El velódromo del Parque de los Príncipes tiene esta mañana frente a frente a dos de los más conspicuos adversarios que han pisado esa arena, habitual escenario de casi todos los duelos en París. Acero en mano y resueltos a matarse, Max Régis y Esteban Laberdesque han llegado, al fin, a vías de hecho después de una violenta y añeja rencilla.
Olfateando sangre en el ambiente, la prensa efectista aprovecha para escandalizar y vender. “Un duelo sensacional” resalta en la feria de titulares grandilocuentes. A ver en primera fila el espectáculo de coliseo asisten 60 parroquianos, una banda de fotógrafos con sus pesados artefactos y, lo más llamativo, unos 30 agentes de policía que en vez de impedir el evento custodian los exteriores y hasta fiscalizan las entradas. Es el 7 de junio de 1901.
¡Allez, messieurs!, empieza el combate. Al duro y sin guantelete, plastrón ni careta; a espada franca, sin botón en la punta.

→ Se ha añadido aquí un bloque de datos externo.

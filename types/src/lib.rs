//! Fundamental types for BoomPoW.
//!
//! This crate defines the types shared by the broker and the worker client:
//! block hashes, work nonces, authenticated identities, and the JSON messages
//! exchanged over a worker connection.

pub mod error;
pub mod hash;
pub mod identity;
pub mod message;
pub mod nonce;

pub use error::TypesError;
pub use hash::WorkHash;
pub use identity::{Principal, PrincipalKind};
pub use message::{AwardNotice, ServerMessage, WorkItem, WorkResponse};
pub use nonce::WorkNonce;
//! HTTP and WebSocket surface of the broker.
//!
//! - `GET /ws/worker`: admission, then WebSocket upgrade for a worker.
//! - `POST /work_generate`: JSON adapter over [`Dispatcher::dispatch`] for
//!   service principals.
//! - `GET /stats`: connected workers per bucket.
//! - `GET /metrics`: Prometheus text exposition.

use std::net::SocketAddr;
use std::sync::atomic::{AtomicU64, Ordering};
use std::sync::Arc;

use axum::extract::ws::WebSocketUpgrade;
use axum::extract::{ConnectInfo, State};
use axum::http::{HeaderMap, StatusCode};
use axum::response::{IntoResponse, Response};
use axum::routing::{get, post};
use axum::{Json, Router};
use serde::{Deserialize, Serialize};
use tokio::net::TcpListener;
use tokio::sync::broadcast;
use tracing::{info, warn};

use bpow_types::PrincipalKind;

use crate::admission::Admission;
use crate::connection::{serve_connection, ConnectionSettings};
use crate::dispatch::{DispatchRequest, Dispatcher};
use crate::hub::HubHandle;
use crate::metrics::BrokerMetrics;
use crate::BrokerError;

/// Shared state for every route.
#[derive(Clone)]
pub struct AppState {
    pub hub: HubHandle,
    pub dispatcher: Dispatcher,
    pub admission: Arc<Admission>,
    pub metrics: Arc<BrokerMetrics>,
    pub connection: ConnectionSettings,
    pub enable_metrics: bool,
    next_id: Arc<AtomicU64>,
}

impl AppState {
    pub fn new(
        hub: HubHandle,
        dispatcher: Dispatcher,
        admission: Arc<Admission>,
        metrics: Arc<BrokerMetrics>,
        connection: ConnectionSettings,
        enable_metrics: bool,
    ) -> Self {
        Self {
            hub,
            dispatcher,
            admission,
            metrics,
            connection,
            enable_metrics,
            next_id: Arc::new(AtomicU64::new(1)),
        }
    }
}

#[derive(Debug, Deserialize)]
pub struct WorkGenerateBody {
    pub hash: String,
    #[serde(default = "default_multiplier")]
    pub difficulty_multiplier: i64,
}

fn default_multiplier() -> i64 {
    1
}

#[derive(Debug, Serialize, Deserialize)]
pub struct WorkGenerateReply {
    pub work: String,
}

impl IntoResponse for BrokerError {
    fn into_response(self) -> Response {
        let status = match self {
            BrokerError::InvalidHash(_) => StatusCode::BAD_REQUEST,
            BrokerError::Timeout { .. } => StatusCode::GATEWAY_TIMEOUT,
            BrokerError::HubClosed => StatusCode::SERVICE_UNAVAILABLE,
            _ => StatusCode::INTERNAL_SERVER_ERROR,
        };
        let body = serde_json::json!({ "error": self.to_string() });
        (status, Json(body)).into_response()
    }
}

pub fn router(state: AppState) -> Router {
    Router::new()
        .route("/ws/worker", get(worker_ws))
        .route("/work_generate", post(work_generate))
        .route("/stats", get(stats))
        .route("/metrics", get(metrics))
        .with_state(state)
}

/// Serve `router` on `listener` until `shutdown` fires.
pub async fn serve(
    listener: TcpListener,
    router: Router,
    mut shutdown: broadcast::Receiver<()>,
) -> Result<(), BrokerError> {
    info!(addr = %listener.local_addr()?, "broker listening");
    axum::serve(
        listener,
        router.into_make_service_with_connect_info::<SocketAddr>(),
    )
    .with_graceful_shutdown(async move {
        let _ = shutdown.recv().await;
    })
    .await?;
    Ok(())
}

async fn worker_ws(
    ws: WebSocketUpgrade,
    State(state): State<AppState>,
    ConnectInfo(remote): ConnectInfo<SocketAddr>,
    headers: HeaderMap,
) -> Response {
    let (principal, addr) = match state.admission.admit(&headers, remote, &state.hub).await {
        Ok(admitted) => admitted,
        Err(e) => {
            warn!(%remote, reason = %e, "worker refused");
            return e.into_response();
        }
    };

    let id = state.next_id.fetch_add(1, Ordering::Relaxed);
    let settings = state.connection;
    let hub = state.hub.clone();
    ws.max_message_size(settings.max_message_size)
        .on_upgrade(move |socket| {
            serve_connection(socket, id, addr, principal.identity, hub, settings)
        })
}

async fn work_generate(
    State(state): State<AppState>,
    headers: HeaderMap,
    Json(body): Json<WorkGenerateBody>,
) -> Response {
    let principal = match state.admission.principal(&headers, PrincipalKind::Service) {
        Ok(principal) => principal,
        Err(e) => return e.into_response(),
    };
    let request = DispatchRequest::new(body.hash, body.difficulty_multiplier, principal.identity);
    match state.dispatcher.dispatch(request).await {
        Ok(work) => Json(WorkGenerateReply { work }).into_response(),
        Err(e) => e.into_response(),
    }
}

async fn stats(State(state): State<AppState>) -> Response {
    match state.hub.counts().await {
        Ok(counts) => Json(serde_json::json!({
            "connected_workers": counts.total(),
            "buckets": counts,
        }))
        .into_response(),
        Err(e) => e.into_response(),
    }
}

async fn metrics(State(state): State<AppState>) -> Response {
    if !state.enable_metrics {
        return StatusCode::NOT_FOUND.into_response();
    }
    match state.metrics.gather() {
        Ok(text) => text.into_response(),
        Err(e) => BrokerError::from(e).into_response(),
    }
}
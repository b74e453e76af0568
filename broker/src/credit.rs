//! Credit pipeline: records accepted work and tells workers their share.
//!
//! Runs as one task fed by a bounded queue so the hub never waits on storage.

use std::sync::Arc;

use tokio::sync::{broadcast, mpsc};
use tracing::{debug, info, warn, Instrument};

use bpow_types::{AwardNotice, ServerMessage, WorkHash};

use crate::hub::HubHandle;
use crate::store::{WorkCache, WorkRecord, WorkStore};
use crate::tracing_spans::credit_span;
use crate::BrokerError;

/// "A worker answered correctly."
#[derive(Clone, Debug, PartialEq, Eq)]
pub struct CreditEvent {
    pub provider: String,
    pub requester: String,
    pub hash: WorkHash,
    pub result: String,
    pub difficulty_multiplier: u32,
    pub block_award: bool,
    pub precache: bool,
}

/// Share of the pool owed to a worker.
///
/// Returns `(percent_of_pool, estimated_award)`; an empty pool yields zeros.
pub fn award_share(provider_sum: u64, total_sum: u64, prize_pool: f64) -> (f64, f64) {
    if total_sum == 0 {
        return (0.0, 0.0);
    }
    let percent = provider_sum as f64 / total_sum as f64 * 100.0;
    (percent, prize_pool * percent / 100.0)
}

pub struct CreditPipeline {
    store: Arc<dyn WorkStore>,
    cache: Arc<dyn WorkCache>,
    hub: HubHandle,
    prize_pool: f64,
}

impl CreditPipeline {
    pub fn new(
        store: Arc<dyn WorkStore>,
        cache: Arc<dyn WorkCache>,
        hub: HubHandle,
        prize_pool: f64,
    ) -> Self {
        Self {
            store,
            cache,
            hub,
            prize_pool,
        }
    }

    /// Consume events until the queue closes or shutdown fires.
    pub async fn run(
        self,
        mut rx: mpsc::Receiver<CreditEvent>,
        mut shutdown: broadcast::Receiver<()>,
    ) {
        info!("credit pipeline started");
        loop {
            tokio::select! {
                event = rx.recv() => {
                    let Some(event) = event else { break };
                    let span = credit_span(&event.hash.to_hex(), &event.provider);
                    if let Err(e) = self.process(event).instrument(span).await {
                        warn!(error = %e, "failed to credit work");
                    }
                }
                _ = shutdown.recv() => {
                    info!("credit pipeline shutting down");
                    break;
                }
            }
        }
    }

    /// Record one event, cache the result and notify the provider.
    pub async fn process(&self, event: CreditEvent) -> Result<AwardNotice, BrokerError> {
        self.store.upsert(WorkRecord {
            hash: event.hash,
            result: event.result.clone(),
            difficulty_multiplier: event.difficulty_multiplier,
            provided_by: event.provider.clone(),
            requested_by: event.requester.clone(),
            block_award: event.block_award,
            precache: event.precache,
            awarded: false,
        })?;
        self.cache.put(event.hash, event.result);

        let total = self.store.unpaid_sum()?;
        let mine = self.store.unpaid_sum_for(&event.provider)?;
        let (percent_of_pool, estimated_award) = award_share(mine, total, self.prize_pool);
        let notice = AwardNotice {
            hash: event.hash,
            percent_of_pool,
            estimated_award,
        };
        debug!(percent_of_pool, estimated_award, "work credited");

        let message = ServerMessage::BlockAwarded(notice.clone()).to_json()?;
        self.hub.notify(&event.provider, message).await?;
        Ok(notice)
    }
}

#[cfg(test)]
mod tests {
    use super::*;

    #[test]
    fn share_is_proportional() {
        let (percent, award) = award_share(250, 1_000, 10_000.0);
        assert_eq!(percent, 25.0);
        assert_eq!(award, 2_500.0);
    }

    #[test]
    fn empty_pool_has_no_share() {
        assert_eq!(award_share(0, 0, 10_000.0), (0.0, 0.0));
    }

    #[test]
    fn sole_worker_gets_everything() {
        let (percent, award) = award_share(100, 100, 500.0);
        assert_eq!(percent, 100.0);
        assert_eq!(award, 500.0);
    }
}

Régis, furibundo agitador antisemita y ex alcalde “todopoderoso” de la capital de Argelia, se muestra particularmente agresivo, injurioso y atolondrado, lo que lo hace desatender la defensa y perder terreno a cada rato; mientras Laberdesque, un cubano nacionalizado hace años francés, se desenvuelve con seguridad y habilidad sorprendentes, como si hallara placer, por no decir oficio, en jugar con el contrario. Embiste con acrobacia y temeridad consumadas. En más de una ocasión tiene posibilidad de dar la estocada mortal, pero perdona. Después de 18 asaltos —de tres minutos cada uno— sin resultado, se pospone la satisfacción hasta el otro día.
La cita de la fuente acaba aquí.